Stored data: Begin

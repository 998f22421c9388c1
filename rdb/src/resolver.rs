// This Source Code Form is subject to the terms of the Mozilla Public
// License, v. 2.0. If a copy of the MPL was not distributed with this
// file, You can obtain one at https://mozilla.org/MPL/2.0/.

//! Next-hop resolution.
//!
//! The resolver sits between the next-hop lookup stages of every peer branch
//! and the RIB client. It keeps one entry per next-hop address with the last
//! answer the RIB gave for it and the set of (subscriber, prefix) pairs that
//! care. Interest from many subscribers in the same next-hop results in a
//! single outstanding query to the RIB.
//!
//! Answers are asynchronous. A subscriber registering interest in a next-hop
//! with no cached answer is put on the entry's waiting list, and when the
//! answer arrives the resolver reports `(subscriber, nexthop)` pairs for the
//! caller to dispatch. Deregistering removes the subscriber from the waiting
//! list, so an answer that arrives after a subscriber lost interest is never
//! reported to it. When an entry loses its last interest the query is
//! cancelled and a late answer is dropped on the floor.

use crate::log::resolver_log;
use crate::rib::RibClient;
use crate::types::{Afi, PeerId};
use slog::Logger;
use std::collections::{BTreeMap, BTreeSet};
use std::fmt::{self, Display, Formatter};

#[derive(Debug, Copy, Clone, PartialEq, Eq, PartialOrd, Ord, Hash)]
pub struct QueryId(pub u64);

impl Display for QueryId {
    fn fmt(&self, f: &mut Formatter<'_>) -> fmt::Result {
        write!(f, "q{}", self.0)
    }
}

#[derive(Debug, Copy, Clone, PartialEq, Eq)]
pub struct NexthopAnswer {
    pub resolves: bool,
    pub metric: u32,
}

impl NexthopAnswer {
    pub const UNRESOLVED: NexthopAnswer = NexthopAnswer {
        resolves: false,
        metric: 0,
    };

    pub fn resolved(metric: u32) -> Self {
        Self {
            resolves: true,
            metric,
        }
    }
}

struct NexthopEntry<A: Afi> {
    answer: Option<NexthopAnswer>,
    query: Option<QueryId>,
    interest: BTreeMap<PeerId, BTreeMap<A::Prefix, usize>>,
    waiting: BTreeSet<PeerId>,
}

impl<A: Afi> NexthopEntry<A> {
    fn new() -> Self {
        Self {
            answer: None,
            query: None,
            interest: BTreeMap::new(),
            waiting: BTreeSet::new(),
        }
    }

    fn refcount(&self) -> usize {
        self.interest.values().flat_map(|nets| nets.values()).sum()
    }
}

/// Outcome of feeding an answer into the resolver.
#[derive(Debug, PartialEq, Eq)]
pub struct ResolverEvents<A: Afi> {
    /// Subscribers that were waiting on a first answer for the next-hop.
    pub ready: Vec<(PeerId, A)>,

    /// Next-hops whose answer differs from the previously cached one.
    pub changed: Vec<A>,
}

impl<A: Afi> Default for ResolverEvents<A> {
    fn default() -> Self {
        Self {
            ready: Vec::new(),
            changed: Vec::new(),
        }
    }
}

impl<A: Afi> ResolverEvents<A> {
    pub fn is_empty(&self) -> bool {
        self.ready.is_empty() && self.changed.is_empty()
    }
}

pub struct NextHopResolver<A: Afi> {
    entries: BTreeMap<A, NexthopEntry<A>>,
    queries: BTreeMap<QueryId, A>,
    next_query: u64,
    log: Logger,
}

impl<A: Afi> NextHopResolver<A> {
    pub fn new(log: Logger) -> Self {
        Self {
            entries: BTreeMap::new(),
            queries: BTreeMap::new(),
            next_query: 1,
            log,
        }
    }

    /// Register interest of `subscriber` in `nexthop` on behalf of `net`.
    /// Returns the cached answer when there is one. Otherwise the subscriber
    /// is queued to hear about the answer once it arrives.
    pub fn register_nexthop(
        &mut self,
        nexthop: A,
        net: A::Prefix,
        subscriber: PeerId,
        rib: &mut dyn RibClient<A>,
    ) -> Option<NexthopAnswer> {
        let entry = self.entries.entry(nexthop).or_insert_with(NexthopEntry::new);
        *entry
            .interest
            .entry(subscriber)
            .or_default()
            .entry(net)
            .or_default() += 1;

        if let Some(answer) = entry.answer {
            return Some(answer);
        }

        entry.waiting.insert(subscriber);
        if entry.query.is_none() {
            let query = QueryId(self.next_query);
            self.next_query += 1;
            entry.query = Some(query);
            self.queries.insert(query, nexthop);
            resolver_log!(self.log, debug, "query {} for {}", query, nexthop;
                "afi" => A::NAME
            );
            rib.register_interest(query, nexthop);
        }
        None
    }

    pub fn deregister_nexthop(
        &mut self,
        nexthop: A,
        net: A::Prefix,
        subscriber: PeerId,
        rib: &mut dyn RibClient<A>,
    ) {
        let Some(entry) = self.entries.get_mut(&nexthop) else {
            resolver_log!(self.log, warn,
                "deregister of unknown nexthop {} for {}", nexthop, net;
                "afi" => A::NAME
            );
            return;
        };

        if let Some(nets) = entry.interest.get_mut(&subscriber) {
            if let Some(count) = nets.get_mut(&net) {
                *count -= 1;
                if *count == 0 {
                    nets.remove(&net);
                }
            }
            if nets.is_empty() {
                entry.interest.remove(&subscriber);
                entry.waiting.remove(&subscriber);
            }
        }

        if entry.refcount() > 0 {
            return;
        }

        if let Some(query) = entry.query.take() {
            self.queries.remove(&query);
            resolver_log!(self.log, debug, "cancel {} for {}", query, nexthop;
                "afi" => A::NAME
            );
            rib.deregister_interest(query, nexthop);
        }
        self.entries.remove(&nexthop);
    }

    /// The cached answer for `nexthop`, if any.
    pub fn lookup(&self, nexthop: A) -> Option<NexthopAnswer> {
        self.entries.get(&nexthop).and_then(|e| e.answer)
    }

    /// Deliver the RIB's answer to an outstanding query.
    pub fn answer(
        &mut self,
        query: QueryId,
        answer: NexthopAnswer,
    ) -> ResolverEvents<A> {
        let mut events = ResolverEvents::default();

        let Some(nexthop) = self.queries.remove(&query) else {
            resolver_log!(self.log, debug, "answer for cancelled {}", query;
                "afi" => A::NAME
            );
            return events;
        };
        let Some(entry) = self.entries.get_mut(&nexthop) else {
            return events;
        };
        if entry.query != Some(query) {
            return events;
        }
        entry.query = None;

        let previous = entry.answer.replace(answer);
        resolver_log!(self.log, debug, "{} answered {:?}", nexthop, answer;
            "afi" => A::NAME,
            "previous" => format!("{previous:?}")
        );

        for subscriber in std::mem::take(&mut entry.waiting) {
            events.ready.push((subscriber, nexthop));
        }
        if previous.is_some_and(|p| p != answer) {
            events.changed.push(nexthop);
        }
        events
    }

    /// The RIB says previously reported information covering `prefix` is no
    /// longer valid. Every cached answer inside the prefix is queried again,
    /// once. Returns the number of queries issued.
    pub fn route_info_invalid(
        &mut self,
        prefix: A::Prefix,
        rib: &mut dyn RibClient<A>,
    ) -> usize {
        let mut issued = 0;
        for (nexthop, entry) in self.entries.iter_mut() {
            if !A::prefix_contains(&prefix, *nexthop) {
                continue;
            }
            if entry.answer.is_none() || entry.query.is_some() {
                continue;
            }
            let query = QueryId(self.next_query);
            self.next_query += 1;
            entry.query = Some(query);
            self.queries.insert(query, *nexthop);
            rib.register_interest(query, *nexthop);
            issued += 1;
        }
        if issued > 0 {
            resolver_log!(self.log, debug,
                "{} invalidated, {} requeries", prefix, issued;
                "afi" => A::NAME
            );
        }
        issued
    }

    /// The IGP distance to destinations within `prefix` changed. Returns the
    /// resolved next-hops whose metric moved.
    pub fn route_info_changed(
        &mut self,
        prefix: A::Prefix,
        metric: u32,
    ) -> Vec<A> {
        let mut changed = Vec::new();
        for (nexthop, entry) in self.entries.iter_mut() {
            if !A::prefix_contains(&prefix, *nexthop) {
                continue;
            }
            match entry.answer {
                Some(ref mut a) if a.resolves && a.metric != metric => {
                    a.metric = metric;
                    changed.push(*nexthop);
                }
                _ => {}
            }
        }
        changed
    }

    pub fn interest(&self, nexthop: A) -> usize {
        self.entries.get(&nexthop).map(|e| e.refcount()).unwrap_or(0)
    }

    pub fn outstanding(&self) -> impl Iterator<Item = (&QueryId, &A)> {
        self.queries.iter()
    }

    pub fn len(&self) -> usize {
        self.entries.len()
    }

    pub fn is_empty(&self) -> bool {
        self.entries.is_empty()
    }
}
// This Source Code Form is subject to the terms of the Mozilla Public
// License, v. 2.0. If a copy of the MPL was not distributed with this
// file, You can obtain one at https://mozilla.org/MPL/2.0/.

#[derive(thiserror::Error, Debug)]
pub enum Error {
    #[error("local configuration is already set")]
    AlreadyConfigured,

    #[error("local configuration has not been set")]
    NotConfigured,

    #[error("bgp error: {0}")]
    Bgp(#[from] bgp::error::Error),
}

Stored data: End
Stored data: Begin

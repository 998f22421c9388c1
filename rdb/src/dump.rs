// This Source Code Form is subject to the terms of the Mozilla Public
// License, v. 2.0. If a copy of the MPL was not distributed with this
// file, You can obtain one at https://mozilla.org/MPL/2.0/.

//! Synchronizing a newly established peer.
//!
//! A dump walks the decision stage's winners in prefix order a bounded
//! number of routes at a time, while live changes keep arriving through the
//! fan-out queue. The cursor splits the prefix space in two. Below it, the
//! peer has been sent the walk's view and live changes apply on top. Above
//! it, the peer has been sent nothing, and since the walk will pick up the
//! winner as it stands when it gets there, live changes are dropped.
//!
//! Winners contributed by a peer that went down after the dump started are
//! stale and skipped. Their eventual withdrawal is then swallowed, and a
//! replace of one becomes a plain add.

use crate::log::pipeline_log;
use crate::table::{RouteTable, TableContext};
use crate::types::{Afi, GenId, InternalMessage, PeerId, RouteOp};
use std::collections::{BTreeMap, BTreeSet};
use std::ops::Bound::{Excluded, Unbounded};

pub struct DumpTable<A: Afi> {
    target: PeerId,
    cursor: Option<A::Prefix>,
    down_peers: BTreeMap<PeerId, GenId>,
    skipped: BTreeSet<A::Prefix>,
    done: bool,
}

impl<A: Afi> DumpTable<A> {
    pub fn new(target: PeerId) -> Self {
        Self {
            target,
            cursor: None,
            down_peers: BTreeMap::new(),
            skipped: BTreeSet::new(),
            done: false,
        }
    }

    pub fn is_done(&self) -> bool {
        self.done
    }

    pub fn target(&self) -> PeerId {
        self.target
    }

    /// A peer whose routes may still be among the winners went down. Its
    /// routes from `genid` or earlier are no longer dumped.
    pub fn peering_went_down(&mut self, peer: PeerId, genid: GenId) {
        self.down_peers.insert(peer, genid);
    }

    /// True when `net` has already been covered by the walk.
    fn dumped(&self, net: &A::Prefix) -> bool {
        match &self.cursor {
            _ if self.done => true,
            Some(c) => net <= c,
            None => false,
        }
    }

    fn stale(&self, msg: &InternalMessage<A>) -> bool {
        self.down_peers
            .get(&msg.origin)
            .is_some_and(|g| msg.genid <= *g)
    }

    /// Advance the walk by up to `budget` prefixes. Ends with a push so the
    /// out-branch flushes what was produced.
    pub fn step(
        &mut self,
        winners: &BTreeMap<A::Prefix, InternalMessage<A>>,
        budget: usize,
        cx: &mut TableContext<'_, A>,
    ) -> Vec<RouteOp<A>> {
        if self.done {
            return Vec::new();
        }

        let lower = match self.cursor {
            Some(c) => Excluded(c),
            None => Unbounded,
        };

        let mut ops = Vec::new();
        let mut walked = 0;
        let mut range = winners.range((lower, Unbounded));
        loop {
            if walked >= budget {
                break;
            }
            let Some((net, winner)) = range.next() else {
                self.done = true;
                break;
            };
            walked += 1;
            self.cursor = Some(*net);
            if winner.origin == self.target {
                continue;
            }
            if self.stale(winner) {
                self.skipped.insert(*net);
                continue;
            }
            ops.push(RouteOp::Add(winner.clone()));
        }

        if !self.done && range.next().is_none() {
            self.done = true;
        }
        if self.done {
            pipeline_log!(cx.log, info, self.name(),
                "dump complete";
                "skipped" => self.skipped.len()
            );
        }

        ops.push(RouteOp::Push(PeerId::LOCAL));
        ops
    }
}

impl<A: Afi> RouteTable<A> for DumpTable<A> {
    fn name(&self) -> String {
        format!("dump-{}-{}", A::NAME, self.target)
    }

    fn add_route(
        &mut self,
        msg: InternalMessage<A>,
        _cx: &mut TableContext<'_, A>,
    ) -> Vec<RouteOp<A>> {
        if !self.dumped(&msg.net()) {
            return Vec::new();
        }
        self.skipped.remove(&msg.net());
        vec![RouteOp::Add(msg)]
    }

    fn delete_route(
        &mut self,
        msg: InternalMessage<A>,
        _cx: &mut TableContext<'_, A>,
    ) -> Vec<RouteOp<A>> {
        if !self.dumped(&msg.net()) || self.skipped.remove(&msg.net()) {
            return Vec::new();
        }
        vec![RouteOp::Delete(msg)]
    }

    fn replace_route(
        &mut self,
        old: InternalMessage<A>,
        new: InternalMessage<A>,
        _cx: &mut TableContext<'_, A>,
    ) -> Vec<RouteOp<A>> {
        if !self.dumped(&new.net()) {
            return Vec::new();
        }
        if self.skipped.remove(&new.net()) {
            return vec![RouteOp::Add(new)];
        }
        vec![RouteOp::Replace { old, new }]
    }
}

Stored data: End
Stored data: Begin

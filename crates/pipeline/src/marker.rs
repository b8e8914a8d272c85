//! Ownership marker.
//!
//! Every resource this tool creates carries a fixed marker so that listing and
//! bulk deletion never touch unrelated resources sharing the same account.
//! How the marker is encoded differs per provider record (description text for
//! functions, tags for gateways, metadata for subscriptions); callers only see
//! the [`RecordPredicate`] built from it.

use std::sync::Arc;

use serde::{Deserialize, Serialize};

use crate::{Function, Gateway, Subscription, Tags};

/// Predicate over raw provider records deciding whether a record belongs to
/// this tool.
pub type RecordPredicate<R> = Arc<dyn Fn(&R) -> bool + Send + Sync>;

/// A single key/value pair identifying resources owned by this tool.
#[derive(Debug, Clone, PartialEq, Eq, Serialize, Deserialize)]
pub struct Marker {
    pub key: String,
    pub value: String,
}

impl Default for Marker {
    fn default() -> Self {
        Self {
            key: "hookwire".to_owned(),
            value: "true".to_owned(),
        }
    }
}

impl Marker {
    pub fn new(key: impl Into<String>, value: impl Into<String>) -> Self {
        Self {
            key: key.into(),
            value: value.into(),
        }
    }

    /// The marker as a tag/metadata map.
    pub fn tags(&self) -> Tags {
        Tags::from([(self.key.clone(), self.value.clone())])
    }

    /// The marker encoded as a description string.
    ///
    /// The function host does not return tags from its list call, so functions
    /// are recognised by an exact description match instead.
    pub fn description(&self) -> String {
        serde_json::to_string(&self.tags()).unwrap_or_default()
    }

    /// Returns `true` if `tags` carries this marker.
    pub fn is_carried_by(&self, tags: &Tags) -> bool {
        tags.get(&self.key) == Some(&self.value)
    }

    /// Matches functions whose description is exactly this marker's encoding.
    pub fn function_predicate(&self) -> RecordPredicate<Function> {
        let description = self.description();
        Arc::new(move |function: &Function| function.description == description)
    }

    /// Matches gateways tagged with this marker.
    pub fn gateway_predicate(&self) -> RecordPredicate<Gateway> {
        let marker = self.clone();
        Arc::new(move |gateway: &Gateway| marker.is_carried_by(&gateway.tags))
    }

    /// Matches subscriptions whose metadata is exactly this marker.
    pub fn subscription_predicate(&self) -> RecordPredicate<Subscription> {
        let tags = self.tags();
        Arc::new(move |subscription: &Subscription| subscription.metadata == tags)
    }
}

Stored data: End

In the entries above, find lines with "take" and copy each.

        if let Some(query) = entry.query.take() {
        for subscriber in std::mem::take(&mut entry.waiting) {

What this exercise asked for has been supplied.